The vote was 34-33, with all Democrats voting yes and all Republicans voting no. There are several differences between the Senate bill and the companion version that passed the House 71-59 on Tuesday, so a House-Senate conference committee will need to resolve them before final votes in each chamber.
Democratic Gov. Tim Walz has pledged to sign the bill once it reaches his desk. It seeks to replace the illicit market for marijuana with a legal and regulated market, and to expunge the criminal records of residents who’ve been convicted of nonviolent marijuana offenses such as simple possession.
“The prohibition of cannabis is a failed system that has not achieved the desired goals and has had incredible costs for our communities, especially for communities of color,” the lead author, Democratic Sen. Lindsey Port, of Burnsville, told her colleagues.
Port said lawmakers have an “opportunity to undo some of the harm that has been done and create a unique system of regulation that works for Minnesota consumers and businesses, while ensuring an opportunity in this new market for communities that have been most affected by prohibition.”
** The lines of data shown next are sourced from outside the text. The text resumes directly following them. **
//! JSON-over-HTTP clients for the live funds and matching services.

use std::time::Duration;

use async_trait::async_trait;
use reqwest::{Client, StatusCode, Url};
use serde::Serialize;
use serde::de::DeserializeOwned;
use thiserror::Error;

use super::{
    Acknowledgement, FundsService, MatchingService, PlaceOrder, Placement, ReserveFunds,
    Reservation, ResourceCall, StepFailure, StepOutcome,
};

/// Raised while building a client, never during a call.
#[derive(Debug, Error)]
pub enum GatewayError {
    #[error("invalid service url {0}")]
    InvalidUrl(String),

    #[error("http client error: {0}")]
    Client(#[from] reqwest::Error),
}

/// Base URL plus a pooled client shared by every call to one service.
#[derive(Debug, Clone)]
struct JsonService {
    client: Client,
    base: Url,
}

impl JsonService {
    fn new(base_url: &str, timeout: Duration) -> Result<Self, GatewayError> {
        let base = Url::parse(base_url)
            .map_err(|e| GatewayError::InvalidUrl(format!("{base_url}: {e}")))?;
        if base.cannot_be_a_base() || !matches!(base.scheme(), "http" | "https") {
            return Err(GatewayError::InvalidUrl(base_url.to_string()));
        }
        let client = Client::builder().timeout(timeout).build()?;
        Ok(Self { client, base })
    }

    fn endpoint(&self, segments: &[&str]) -> Option<Url> {
        let mut url = self.base.clone();
        url.path_segments_mut().ok()?.pop_if_empty().extend(segments);
        Some(url)
    }

    async fn post<B, T>(&self, segments: &[&str], body: &B) -> StepOutcome<T>
    where
        B: Serialize + Sync,
        T: DeserializeOwned,
    {
        let Some(url) = self.endpoint(segments) else {
            return StepOutcome::FatalFailure(StepFailure::new(format!(
                "cannot build url from {}",
                self.base
            )));
        };

        let response = match self.client.post(url).json(body).send().await {
            Ok(response) => response,
            Err(e) => return classify_send_error(&e),
        };

        let status = response.status();
        if status.is_success() {
            return match response.json::<T>().await {
                Ok(value) => StepOutcome::Success(value),
                // The call went through; only the answer is unreadable.
                Err(e) => StepOutcome::FatalFailure(StepFailure::ambiguous(format!(
                    "unreadable response: {e}"
                ))),
            };
        }

        let body = response.text().await.unwrap_or_default();
        classify_status(status, body.trim())
    }
}

fn classify_send_error<T>(error: &reqwest::Error) -> StepOutcome<T> {
    if error.is_timeout() {
        StepOutcome::RetryableFailure(StepFailure::ambiguous(format!("request timed out: {error}")))
    } else if error.is_connect() {
        StepOutcome::RetryableFailure(StepFailure::new(format!("service unreachable: {error}")))
    } else if error.is_builder() {
        StepOutcome::FatalFailure(StepFailure::new(format!("invalid request: {error}")))
    } else {
        StepOutcome::RetryableFailure(StepFailure::ambiguous(format!("request failed: {error}")))
    }
}

fn classify_status<T>(status: StatusCode, body: &str) -> StepOutcome<T> {
    let message = if body.is_empty() {
        format!("service returned {status}")
    } else {
        format!("service returned {status}: {body}")
    };

    match status {
        StatusCode::INTERNAL_SERVER_ERROR | StatusCode::GATEWAY_TIMEOUT => {
            StepOutcome::RetryableFailure(StepFailure::ambiguous(message))
        }
        s if s == StatusCode::TOO_MANY_REQUESTS || s.is_server_error() => {
            StepOutcome::RetryableFailure(StepFailure::new(message))
        }
        _ => StepOutcome::FatalFailure(StepFailure::new(message)),
    }
}

/// Funds service reached over HTTP.
#[derive(Debug, Clone)]
pub struct HttpFundsClient {
    service: JsonService,
}

impl HttpFundsClient {
    /// `timeout` bounds a single request; the gateway's own timeout still
    /// applies on top.
    pub fn new(base_url: &str, timeout: Duration) -> Result<Self, GatewayError> {
        Ok(Self {
            service: JsonService::new(base_url, timeout)?,
        })
    }
}

#[async_trait]
impl FundsService for HttpFundsClient {
    async fn reserve_funds(&self, request: &ReserveFunds) -> StepOutcome<Reservation> {
        self.service.post(&["reservations"], request).await
    }

    async fn commit_reservation(&self, request: &ResourceCall) -> StepOutcome<Acknowledgement> {
        self.service
            .post(&["reservations", request.resource_id.as_str(), "commit"], request)
            .await
    }

    async fn cancel_reservation(&self, request: &ResourceCall) -> StepOutcome<Acknowledgement> {
        self.service
            .post(&["reservations", request.resource_id.as_str(), "cancel"], request)
            .await
    }
}

/// Matching service reached over HTTP.
#[derive(Debug, Clone)]
pub struct HttpMatchingClient {
    service: JsonService,
}

impl HttpMatchingClient {
    pub fn new(base_url: &str, timeout: Duration) -> Result<Self, GatewayError> {
        Ok(Self {
            service: JsonService::new(base_url, timeout)?,
        })
    }
}

#[async_trait]
impl MatchingService for HttpMatchingClient {
    async fn place_order(&self, request: &PlaceOrder) -> StepOutcome<Placement> {
        self.service.post(&["orders"], request).await
    }

    async fn cancel_order(&self, request: &ResourceCall) -> StepOutcome<Acknowledgement> {
        self.service
            .post(&["orders", request.resource_id.as_str(), "cancel"], request)
            .await
    }
}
Republican senators argued during the debate that the bill isn’t ready to become law this year and needs more work. They expressed concerns about the impacts on traffic safety and crime, addiction and other mental health issues. They objected because local governments would be barred under the bill from disallowing cannabis sales if they don’t want them. And they said they weren’t reassured by the experiences of other states that have legalized it.
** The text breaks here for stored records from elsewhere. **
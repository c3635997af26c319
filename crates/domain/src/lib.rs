//! Domain layer for order placement.
//!
//! This crate provides:
//! - `OrderRequest`, `Side` and the stake/liability arithmetic
//! - `OrderValidator`, the stateless gate a request passes before any money moves
//! - `Aggregate` and `DomainEvent` traits used to fold saga logs into records

pub mod aggregate;
pub mod error;
pub mod order;

pub use aggregate::{Aggregate, DomainEvent};
pub use error::DomainError;
pub use order::{
    OrderRequest, OrderValidator, Side, ValidationLimits, ValidationOutcome, ValidationReason,
};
“We’re opening a door that is going to be very difficult to close, and it’s going to be very difficult to put the genie back on the bottle once this occurs,” said Republican Sen. Warren Limmer, of Maple Grove, the lead Republican on the Senate Judiciary and Public Safety Committee.
Both versions of the bill run over 300 pages. Among the major differences, the Senate version allows people to possess up to 5 pounds of cannabis flower at home, though only 2 pounds could be from sources other than home-grown. The House limit is 1.5 pounds whatever the source. The tax rate on cannabis products in the Senate bill is 10%, compared to 8% in the House version.
Minnesota would become the 23rd state after Delaware to legalize adult-use cannabis. Marijuana would become legal to possess this summer, including home-growing up to eight plants at a time. But sponsors say it will take a year or more of regulatory work before dispensaries could start retail sales.